THE Scottish Government has been accused of presiding over a “great train robbery” after analysis revealed some commuters in Scotland spend a fifth of their wages on rail fares.

Workers travelling from Dunfermline and Edinburgh are forking out £167.50 a month for the 17-mile journey, which equates to 8.7 per cent of the average pay packet.

Fifers have long complained about unfair ticket pricing in this country, but the difference in Europe is even stark. A 30-mile commute in France between Étampes and Paris costing just £66.31 a month – two per cent of the average wage.

Scottish Labour called it “the great train robbery” and their Secretary for Rural Economy and Connectivity, Colin Smyth, said: “Passengers are having their pockets picked in comparison to commuters on the continent.”

Lesley Laird MP previously raised the issue that Fifers were being “ripped off” in Scotland, where the cost can be up to three times more for the same length of journey.

The Press’ Crush Hour highlighted the issue and revealed that an annual season ticket from North Queensferry to Waverley costs £1,384 while the same journey from Dalmeny, the other side of the crossing, costs just £956, a difference of more than £400 for the length of the Forth Bridge.

About 85 per cent of revenue for the rail operator comes from fares set by the Scottish Government, which decides how much its customers pay, ScotRail said.

Ms Laird, the MP for Kirkcaldy and Cowdenbeath, said: “ScotRail has admitted services won’t begin to improve in Fife until the end of this year, when new rolling stock is expected to cascade through the network.

“That’s gutting news for hard-pressed commuters in Fife to hear, but it’s still not the full picture.

“Fifers are still paying well over the odds for reliable rail travel, let alone the grind of a daily commute on overcrowded, late trains; don’t forget, that’s not only compared to European countries but also two to three times more per rail mile than other regions in Scotland.

“If the political will was there, this discrimination against Fifers could finally be put right, but instead – after admitting its performance over the winter months was woeful – ScotRail decide the appropriate response is to offer off-peak passengers here in the Kingdom a peace-token £5 fare for a period of two months.

“This reeks of contempt for passengers and, if they didn’t see it before, I’m sure the public see Abellio now for what it is: an operator which is determined to put profits before passengers.

“It’s increasingly clear that the only solution to protecting passengers is to switch rail services to public, not private ownership.”

In Scotland, it is possible for the public sector to bid for the franchise, a move brought in by the SNP.

A spokesman for Transport Minister Humza Yousaf said the suitability of existing public sector bodies to bid for such a contract is being considered.

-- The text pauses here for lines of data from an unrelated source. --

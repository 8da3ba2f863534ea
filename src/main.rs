use aihelper_rs::clipboard::{ClipboardAccess, MemoryClipboard, SystemClipboard};
use aihelper_rs::completion::OpenAiClient;
use aihelper_rs::dispatch::clip_text;
use aihelper_rs::journal::ActionJournal;
use aihelper_rs::logging::AppFormatter;
use aihelper_rs::prompt::PromptStore;
use aihelper_rs::shell::render_prompt_table;
use aihelper_rs::{Action, AppContext, ConfigManager, Invocation, TerminalShell};
use anyhow::{Context, Result};
use std::env;
use std::sync::Arc;
use tracing::{info, warn};
use tracing_subscriber::{layer::SubscriberExt, util::SubscriberInitExt};

#[tokio::main]
async fn main() -> Result<()> {
    // Logs go to stderr; stdout belongs to the panes.
    tracing_subscriber::registry()
        .with(
            tracing_subscriber::EnvFilter::try_from_default_env()
                .unwrap_or_else(|_| "aihelper_rs=info,aihelper=info".into()),
        )
        .with(
            tracing_subscriber::fmt::layer()
                .with_writer(std::io::stderr)
                .event_format(AppFormatter::new()),
        )
        .init();

    let args: Vec<String> = env::args().collect();
    let program = args
        .first()
        .map(String::as_str)
        .unwrap_or("aihelper-rs")
        .to_string();

    let invocation = match Invocation::from_args(args.iter().skip(1)) {
        Ok(invocation) => invocation,
        Err(err) => {
            eprintln!("{}", err);
            eprintln!("{}", Invocation::usage(&program));
            std::process::exit(libc::EPERM);
        }
    };

    let config_manager = ConfigManager::load()?;
    let prompts = PromptStore::new(config_manager.get_prompts_dir());

    match invocation {
        Invocation::ListPrompts => {
            println!("{}", render_prompt_table(&prompts)?);
            Ok(())
        }
        Invocation::Run(action) => run(action, config_manager, prompts).await,
    }
}

async fn run(action: Action, config_manager: ConfigManager, prompts: PromptStore) -> Result<()> {
    let config = config_manager.get();
    info!("Action: {}", action);
    info!("   Model: {}", action.model_settings(&config).model);
    info!("   Max input chars: {}", config.max_input_chars);

    let backend = OpenAiClient::from_config(&config)
        .context("Failed to configure completion client")?;

    let clipboard: Arc<dyn ClipboardAccess> = match SystemClipboard::new() {
        Ok(clipboard) => Arc::new(clipboard),
        Err(err) => {
            warn!("System clipboard unavailable, using an in-memory one: {:#}", err);
            Arc::new(MemoryClipboard::default())
        }
    };

    let journal = if config.journal.enabled {
        let path = config_manager.get_journal_path();
        info!("   Journal: {:?}", path);
        ActionJournal::new(path, config.journal.max_bytes)
    } else {
        ActionJournal::disabled()
    };

    let initial_input = match action {
        Action::CustomPrompt(slot) => prompts
            .load(slot)
            .context("Failed to load custom prompt")?
            .into_inner(),
        Action::Rewrite | Action::Ask => {
            clip_text(&action.seed_input(&clipboard.read_text()), config.max_input_chars)
        }
    };

    let context = Arc::new(AppContext {
        config,
        backend: Arc::new(backend),
        clipboard,
        prompts,
        journal,
    });

    TerminalShell::new(action, context, initial_input).run().await?;

    info!("👋 Bye");
    Ok(())
}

A ScotRail spokesman said: “We are investing millions of pounds in Scotland’s railway to better connect our communities and support the economy.

“Money from fares is reinvested to improve services, customer experience, and track and signals, as we continue to build the best railway Scotland has ever had.”

The average monthly earnings for a person in Scotland is £1,929.17, according to official statistics.